[Stored dataset items]
-- -- --
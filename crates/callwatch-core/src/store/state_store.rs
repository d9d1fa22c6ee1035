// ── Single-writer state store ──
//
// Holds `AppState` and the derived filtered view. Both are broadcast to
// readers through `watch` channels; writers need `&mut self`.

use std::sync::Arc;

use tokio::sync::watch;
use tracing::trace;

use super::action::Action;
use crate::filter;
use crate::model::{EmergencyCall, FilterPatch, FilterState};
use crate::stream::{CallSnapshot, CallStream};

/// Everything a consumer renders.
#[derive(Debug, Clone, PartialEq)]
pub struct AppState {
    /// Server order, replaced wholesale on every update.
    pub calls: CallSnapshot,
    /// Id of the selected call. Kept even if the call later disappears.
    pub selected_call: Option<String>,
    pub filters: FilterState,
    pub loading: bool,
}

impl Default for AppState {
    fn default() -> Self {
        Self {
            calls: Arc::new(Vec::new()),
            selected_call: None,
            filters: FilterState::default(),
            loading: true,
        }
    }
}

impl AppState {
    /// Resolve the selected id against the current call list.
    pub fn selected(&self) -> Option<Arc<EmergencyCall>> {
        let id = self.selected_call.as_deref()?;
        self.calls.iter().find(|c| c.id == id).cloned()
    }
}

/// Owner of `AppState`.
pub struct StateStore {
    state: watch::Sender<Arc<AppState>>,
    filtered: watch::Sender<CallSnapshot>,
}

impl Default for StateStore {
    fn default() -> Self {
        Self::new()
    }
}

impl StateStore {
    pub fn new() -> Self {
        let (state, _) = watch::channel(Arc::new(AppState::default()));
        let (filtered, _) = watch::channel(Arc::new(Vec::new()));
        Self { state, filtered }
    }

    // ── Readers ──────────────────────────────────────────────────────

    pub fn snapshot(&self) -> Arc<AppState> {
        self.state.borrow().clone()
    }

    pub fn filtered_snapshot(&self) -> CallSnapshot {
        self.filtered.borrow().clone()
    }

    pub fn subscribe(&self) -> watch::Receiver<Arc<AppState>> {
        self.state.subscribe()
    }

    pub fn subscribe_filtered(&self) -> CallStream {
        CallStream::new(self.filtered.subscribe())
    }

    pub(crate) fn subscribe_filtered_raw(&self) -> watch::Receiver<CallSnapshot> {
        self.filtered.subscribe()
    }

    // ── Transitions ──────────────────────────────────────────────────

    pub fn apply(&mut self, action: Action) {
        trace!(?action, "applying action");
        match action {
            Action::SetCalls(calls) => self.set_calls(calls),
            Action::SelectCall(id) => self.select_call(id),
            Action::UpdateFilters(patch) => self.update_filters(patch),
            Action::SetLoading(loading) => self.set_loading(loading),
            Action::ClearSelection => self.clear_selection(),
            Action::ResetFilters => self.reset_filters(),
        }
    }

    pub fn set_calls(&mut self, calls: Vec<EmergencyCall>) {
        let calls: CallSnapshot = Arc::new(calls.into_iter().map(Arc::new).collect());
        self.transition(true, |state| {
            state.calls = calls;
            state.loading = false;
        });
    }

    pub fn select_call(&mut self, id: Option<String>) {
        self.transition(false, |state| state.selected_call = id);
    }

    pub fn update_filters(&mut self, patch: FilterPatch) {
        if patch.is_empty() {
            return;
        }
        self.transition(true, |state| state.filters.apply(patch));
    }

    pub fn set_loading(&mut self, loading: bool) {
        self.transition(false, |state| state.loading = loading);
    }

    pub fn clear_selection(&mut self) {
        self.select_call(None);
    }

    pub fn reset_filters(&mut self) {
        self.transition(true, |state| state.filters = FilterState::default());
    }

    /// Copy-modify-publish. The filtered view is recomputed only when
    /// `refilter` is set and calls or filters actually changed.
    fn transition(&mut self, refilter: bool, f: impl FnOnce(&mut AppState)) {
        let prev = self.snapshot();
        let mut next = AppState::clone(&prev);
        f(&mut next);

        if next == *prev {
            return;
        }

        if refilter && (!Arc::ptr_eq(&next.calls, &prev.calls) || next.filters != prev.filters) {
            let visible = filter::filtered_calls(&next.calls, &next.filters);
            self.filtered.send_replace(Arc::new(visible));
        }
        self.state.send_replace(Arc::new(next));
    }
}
-- -- --
An exact repetition of the data above is all that is needed.

filename crates/callwatch-core/src/store/state_store.rs
repository d9d1fa22c6ee1035
// ── Single-writer state store ──
//
// Holds `AppState` and the derived filtered view. Both are broadcast to
// readers through `watch` channels; writers need `&mut self`.

use std::sync::Arc;

use tokio::sync::watch;
use tracing::trace;

use super::action::Action;
use crate::filter;
use crate::model::{EmergencyCall, FilterPatch, FilterState};
use crate::stream::{CallSnapshot, CallStream};

/// Everything a consumer renders.
#[derive(Debug, Clone, PartialEq)]
pub struct AppState {
    /// Server order, replaced wholesale on every update.
    pub calls: CallSnapshot,
    /// Id of the selected call. Kept even if the call later disappears.
    pub selected_call: Option<String>,
    pub filters: FilterState,
    pub loading: bool,
}

impl Default for AppState {
    fn default() -> Self {
        Self {
            calls: Arc::new(Vec::new()),
            selected_call: None,
            filters: FilterState::default(),
            loading: true,
        }
    }
}

impl AppState {
    /// Resolve the selected id against the current call list.
    pub fn selected(&self) -> Option<Arc<EmergencyCall>> {
        let id = self.selected_call.as_deref()?;
        self.calls.iter().find(|c| c.id == id).cloned()
    }
}

/// Owner of `AppState`.
pub struct StateStore {
    state: watch::Sender<Arc<AppState>>,
    filtered: watch::Sender<CallSnapshot>,
}

impl Default for StateStore {
    fn default() -> Self {
        Self::new()
    }
}

impl StateStore {
    pub fn new() -> Self {
        let (state, _) = watch::channel(Arc::new(AppState::default()));
        let (filtered, _) = watch::channel(Arc::new(Vec::new()));
        Self { state, filtered }
    }

    // ── Readers ──────────────────────────────────────────────────────

    pub fn snapshot(&self) -> Arc<AppState> {
        self.state.borrow().clone()
    }

    pub fn filtered_snapshot(&self) -> CallSnapshot {
        self.filtered.borrow().clone()
    }

    pub fn subscribe(&self) -> watch::Receiver<Arc<AppState>> {
        self.state.subscribe()
    }

    pub fn subscribe_filtered(&self) -> CallStream {
        CallStream::new(self.filtered.subscribe())
    }

    pub(crate) fn subscribe_filtered_raw(&self) -> watch::Receiver<CallSnapshot> {
        self.filtered.subscribe()
    }

    // ── Transitions ──────────────────────────────────────────────────

    pub fn apply(&mut self, action: Action) {
        trace!(?action, "applying action");
        match action {
            Action::SetCalls(calls) => self.set_calls(calls),
            Action::SelectCall(id) => self.select_call(id),
            Action::UpdateFilters(patch) => self.update_filters(patch),
            Action::SetLoading(loading) => self.set_loading(loading),
            Action::ClearSelection => self.clear_selection(),
            Action::ResetFilters => self.reset_filters(),
        }
    }

    pub fn set_calls(&mut self, calls: Vec<EmergencyCall>) {
        let calls: CallSnapshot = Arc::new(calls.into_iter().map(Arc::new).collect());
        self.transition(true, |state| {
            state.calls = calls;
            state.loading = false;
        });
    }

    pub fn select_call(&mut self, id: Option<String>) {
        self.transition(false, |state| state.selected_call = id);
    }

    pub fn update_filters(&mut self, patch: FilterPatch) {
        if patch.is_empty() {
            return;
        }
        self.transition(true, |state| state.filters.apply(patch));
    }

    pub fn set_loading(&mut self, loading: bool) {
        self.transition(false, |state| state.loading = loading);
    }

    pub fn clear_selection(&mut self) {
        self.select_call(None);
    }

    pub fn reset_filters(&mut self) {
        self.transition(true, |state| state.filters = FilterState::default());
    }

    /// Copy-modify-publish. The filtered view is recomputed only when
    /// `refilter` is set and calls or filters actually changed.
    fn transition(&mut self, refilter: bool, f: impl FnOnce(&mut AppState)) {
        let prev = self.snapshot();
        let mut next = AppState::clone(&prev);
        f(&mut next);

        if next == *prev {
            return;
        }

        if refilter && (!Arc::ptr_eq(&next.calls, &prev.calls) || next.filters != prev.filters) {
            let visible = filter::filtered_calls(&next.calls, &next.filters);
            self.filtered.send_replace(Arc::new(visible));
        }
        self.state.send_replace(Arc::new(next));
    }
}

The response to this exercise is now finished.